# Synapse Audio DUNE 3 updated to ver. 3.4



## muziksculp (Jan 29, 2021)

Hi,

Just a heads up about Synapse Audio's DUNE 3 Synth.

*DUNE 3* , Version 3.4 is now available.

*Quote from their site*: " _This update introduces a VST3 version, the ability to load WAV files, a new, high-quality comb filter with keytracking, a new skin, and additional patches for the factory library. Furthermore, this version comes with a native M1 Audio Unit, ready for the next-generation Apple computers. _

The upgrade is free for registered DUNE 3 customers, and can be downloaded
from the Support page. _"_

Cheers,
Muziksculp

*NOTE : * Another Small Update *DUNE 3.4.1* is available

Feb 23rd 2021 - *Dune v3.41 released*

This one is a maintenance update with the following fixes:

VST3: Exporting parameter automation using offline rendering did not work, fixed.
VST3: Using arrows keys to change patches did not work in most hosts, fixed.
PC Installer: When performing a new installation, not all registry entries required for NKS support were properly set up, fixed.
Loading too many/too large samples into a patch could trigger an error message when trying to load the patch again later, fixed.


----------



## Whywhy (Jan 29, 2021)

muziksculp said:


> Hi,
> 
> Just a heads up about Synapse Audio's DUNE 3 Synth.
> 
> ...


Thanks for the info!


----------



## muziksculp (Feb 5, 2021)




----------



## Pier (Feb 5, 2021)

Does the new skin get bigger than the other ones?

I don't remember Dune 3 being able to be so big on my monitor...


----------



## muziksculp (Feb 5, 2021)

Pier said:


> Does the new skin get bigger than the other ones?
> 
> I don't remember Dune 3 being able to be so big on my monitor...


Yes, it can be set to : Small, Large, Huge. The Huge option is Huge


----------



## synthnut1 (Feb 21, 2021)

Nice sounds !!...I enjoy nice pads.....Does Dune 3 ever go on sale ?


----------



## ReleaseCandidate (Feb 21, 2021)

synthnut1 said:


> Nice sounds !!...I enjoy nice pads.....Does Dune 3 ever go on sale ?

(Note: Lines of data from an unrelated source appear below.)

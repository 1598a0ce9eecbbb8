//! Bulk mode: one archive download, sequential extraction.

use super::{ExtractScope, Transferred};
use crate::core::{Result, UpdateError};
use crate::manifest::is_builtin_excluded;
use crate::policy::{ExclusionSet, is_user_config, normalize, resolve_target};
use crate::transport::Transport;
use crate::utils::progress::{PercentThrottle, Phase, ProgressEvent, ProgressSink};
use std::fs::File;
use std::path::{Path, PathBuf};
use std::sync::Arc;
use tracing::debug;
use zip::ZipArchive;

/// Name of the staged archive inside its temporary directory.
const STAGED_ARCHIVE: &str = "snapshot.zip";

pub(super) async fn run<T: Transport>(
    root: &Path,
    transport: &T,
    archive_url: &str,
    scope: &ExtractScope,
    exclusions: &ExclusionSet,
    progress: Arc<dyn ProgressSink>,
) -> Result<Transferred> {
    let staging = tempfile::Builder::new()
        .prefix("mudsync-")
        .tempdir()
        .map_err(|e| UpdateError::io("Creating staging directory", std::env::temp_dir(), e))?;
    let archive_path = staging.path().join(STAGED_ARCHIVE);

    progress.emit(ProgressEvent::Phase(Phase::DownloadingArchive));
    transport.fetch_archive(archive_url, &archive_path, progress.as_ref()).await?;

    let root = root.to_path_buf();
    let scope = scope.clone();
    let exclusions = exclusions.clone();
    let task_archive = archive_path.clone();

    let extracted =
        tokio::task::spawn_blocking(move || extract(&root, &task_archive, &scope, &exclusions, progress.as_ref()))
            .await
            .map_err(|e| UpdateError::Archive {
                path: archive_path.clone(),
                reason: format!("extraction task failed: {e}"),
            })??;

    // Staging directory is removed when `staging` drops.
    Ok(extracted)
}

/// One archive entry selected for extraction.
struct Selected {
    index: usize,
    path: String,
    target: PathBuf,
    is_dir: bool,
}

/// Extracts `archive` into `root`.
///
/// Every selected entry is containment-checked before the first byte is
/// written.
pub(crate) fn extract(
    root: &Path,
    archive: &Path,
    scope: &ExtractScope,
    exclusions: &ExclusionSet,
    progress: &dyn ProgressSink,
) -> Result<Transferred> {
    let archive_error = |reason: String| UpdateError::Archive {
        path: archive.to_path_buf(),
        reason,
    };

    let file = File::open(archive).map_err(|e| UpdateError::io("Opening archive", archive, e))?;
    let mut zip = ZipArchive::new(file).map_err(|e| archive_error(e.to_string()))?;

    let mut names = Vec::with_capacity(zip.len());
    for index in 0..zip.len() {
        let entry = zip.by_index_raw(index).map_err(|e| archive_error(e.to_string()))?;
        names.push((entry.name().replace('\\', "/"), entry.is_dir()));
    }

    let prefix = common_prefix(names.iter().map(|(name, _)| name.as_str()));
    if let Some(prefix) = &prefix {
        debug!("Stripping archive top-level directory {}", prefix);
    }

    let mut selected = Vec::new();
    let mut preserved = Vec::new();
    for (index, (name, is_dir)) in names.iter().enumerate() {
        let stripped = match &prefix {
            Some(prefix) => name.strip_prefix(prefix.as_str()).unwrap_or(name),
            None => name.as_str(),
        };
        let path = normalize(stripped);
        if path.is_empty() {
            continue;
        }

        let wanted = match scope {
            ExtractScope::Only(paths) => !is_dir && paths.contains(&path),
            ExtractScope::Everything => !is_builtin_excluded(&path) && !exclusions.matches(&path),
        };
        if !wanted {
            continue;
        }

        let target = resolve_target(root, &path)?;
        if !is_dir && is_user_config(&path) && target.exists() {
            debug!("Keeping user configuration {}", path);
            preserved.push(path);
            continue;
        }
        selected.push(Selected {
            index,
            path,
            target,
            is_dir: *is_dir,
        });
    }

    let files = selected.iter().filter(|entry| !entry.is_dir).count();
    progress.emit(ProgressEvent::Phase(Phase::Extracting {
        total: files,
    }));

    let throttle = PercentThrottle::new();
    let mut fetched = Vec::with_capacity(files);
    for entry in selected {
        if entry.is_dir {
            std::fs::create_dir_all(&entry.target)
                .map_err(|e| UpdateError::io("Creating directory", &entry.target, e))?;
            continue;
        }

        if let Some(parent) = entry.target.parent() {
            std::fs::create_dir_all(parent).map_err(|e| UpdateError::io("Creating directory", parent, e))?;
        }

        let mut source = zip.by_index(entry.index).map_err(|e| archive_error(e.to_string()))?;
        let mut out =
            File::create(&entry.target).map_err(|e| UpdateError::io("Writing file", &entry.target, e))?;
        std::io::copy(&mut source, &mut out).map_err(|e| UpdateError::io("Extracting file", &entry.target, e))?;

        debug!("Extracted {}", entry.path);
        fetched.push(entry.path);
        if let Some(percent) = throttle.update(fetched.len() as u64, files as u64) {
            progress.emit(ProgressEvent::Extracted {
                done: fetched.len(),
                total: files,
                percent,
            });
        }
    }

    fetched.sort();
    preserved.sort();
    Ok(Transferred {
        fetched,
        preserved,
    })
}

/// Top-level directory shared by every entry, as `"name/"`.
///
/// The candidate comes from the first entry; it is only returned when every
/// entry starts with it.
pub(crate) fn common_prefix<'a>(mut names: impl Iterator<Item = &'a str> + Clone) -> Option<String> {
    let first = names.clone().next()?;
    let (top, _) = first.split_once('/')?;
    if top.is_empty() || top == "." || top == ".." {
        return None;
    }
    let prefix = format!("{top}/");
    names.all(|name| name.starts_with(&prefix)).then_some(prefix)
}

#[cfg(test)]
mod tests {
    use super::*;

    #[test]
    fn test_common_prefix_requires_every_entry() {
        let shared = ["dist-main/", "dist-main/a.txt", "dist-main/lua/b.lua"];
        assert_eq!(common_prefix(shared.iter().copied()).as_deref(), Some("dist-main/"));

        let mixed = ["dist-main/a.txt", "other/b.txt"];
        assert_eq!(common_prefix(mixed.iter().copied()), None);

        let flat = ["a.txt", "lua/b.lua"];
        assert_eq!(common_prefix(flat.iter().copied()), None);
    }

    #[test]
    fn test_common_prefix_ignores_dot_segments() {
        let names = ["../a.txt", "../b.txt"];
        assert_eq!(common_prefix(names.iter().copied()), None);
    }
}
//! Common test utilities for mudsync integration tests
//!
//! Every test gets a scratch directory holding an installation directory and
//! a local mirror with one subdirectory per ref (`main`, `dev`). The
//! installation's `mudsync.toml` points at the mirror.

// Not every helper is used by every test module.
#![allow(dead_code)]

use anyhow::{Context, Result};
use assert_cmd::Command;
use std::fs;
use std::path::{Path, PathBuf};
use tempfile::TempDir;

/// Installation directory plus a mirror to update from.
pub struct TestInstall {
    _temp_dir: TempDir, // Keep alive for RAII cleanup
    install_dir: PathBuf,
    mirror_dir: PathBuf,
}

impl TestInstall {
    /// Creates empty install and mirror directories and a config using the mirror.
    pub fn new() -> Result<Self> {
        let temp_dir = TempDir::new()?;
        let install_dir = temp_dir.path().join("install");
        let mirror_dir = temp_dir.path().join("mirror");
        fs::create_dir_all(&install_dir)?;
        fs::create_dir_all(mirror_dir.join("main"))?;
        fs::create_dir_all(mirror_dir.join("dev"))?;

        let install = Self {
            _temp_dir: temp_dir,
            install_dir,
            mirror_dir,
        };
        install.write_config("")?;
        Ok(install)
    }

    pub fn install_path(&self) -> &Path {
        &self.install_dir
    }

    pub fn mirror_path(&self) -> &Path {
        &self.mirror_dir
    }

    /// Writes `mudsync.toml` with a local source plus `extra` top-level keys.
    pub fn write_config(&self, extra: &str) -> Result<()> {
        let mirror = self.mirror_dir.display().to_string().replace('\\', "/");
        let content = format!("{extra}\n[source]\nkind = \"local\"\npath = \"{mirror}\"\n");
        fs::write(self.install_dir.join("mudsync.toml"), content).context("Failed to write mudsync.toml")
    }

    /// Writes a file into the mirror for `git_ref`.
    pub fn publish(&self, git_ref: &str, path: &str, content: &str) -> Result<()> {
        write_file(&self.mirror_dir.join(git_ref), path, content)
    }

    /// Removes a file from the mirror for `git_ref`.
    pub fn unpublish(&self, git_ref: &str, path: &str) -> Result<()> {
        fs::remove_file(self.mirror_dir.join(git_ref).join(path))
            .with_context(|| format!("Failed to remove {path} from the mirror"))
    }

    /// Writes a file into the installation directory.
    pub fn write_local(&self, path: &str, content: &str) -> Result<()> {
        write_file(&self.install_dir, path, content)
    }

    pub fn read_local(&self, path: &str) -> String {
        let target = self.install_dir.join(path);
        fs::read_to_string(&target).unwrap_or_else(|e| panic!("Failed to read {}: {}", target.display(), e))
    }

    /// `mudsync --dir <install> --no-progress <args>`.
    pub fn mudsync(&self) -> Command {
        let mut cmd = Command::cargo_bin("mudsync").expect("mudsync binary is built");
        cmd.arg("--dir").arg(&self.install_dir).arg("--no-progress").env("NO_COLOR", "1").env_remove("RUST_LOG");
        cmd
    }
}

fn write_file(root: &Path, path: &str, content: &str) -> Result<()> {
    let target = root.join(path);
    if let Some(parent) = target.parent() {
        fs::create_dir_all(parent)?;
    }
    fs::write(&target, content).with_context(|| format!("Failed to write {}", target.display()))
}

/// File assertion helpers
pub struct FileAssert;

impl FileAssert {
    /// Assert a file exists
    pub fn exists(path: impl AsRef<Path>) {
        let path = path.as_ref();
        assert!(path.exists(), "Expected file to exist: {}", path.display());
    }

    /// Assert a file does not exist
    pub fn not_exists(path: impl AsRef<Path>) {
        let path = path.as_ref();
        assert!(!path.exists(), "Expected file to not exist: {}", path.display());
    }

    /// Assert a file has exact content
    pub fn equals(path: impl AsRef<Path>, expected: &str) {
        let path = path.as_ref();
        let content = fs::read_to_string(path)
            .unwrap_or_else(|e| panic!("Failed to read file {}: {}", path.display(), e));
        assert_eq!(content, expected, "File {} content mismatch", path.display());
    }
}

Christmas sale has ended some time ago.


----------



## synthnut1 (Feb 21, 2021)

Thanks for the info...


----------



## muziksculp (Feb 23, 2021)

A small update. 

Feb 23rd 2021 - *Dune v3.41 released*

This one is a maintenance update with the following fixes:

VST3: Exporting parameter automation using offline rendering did not work, fixed.
VST3: Using arrows keys to change patches did not work in most hosts, fixed.
PC Installer: When performing a new installation, not all registry entries required for NKS support were properly set up, fixed.
Loading too many/too large samples into a patch could trigger an error message when trying to load the patch again later, fixed.


----------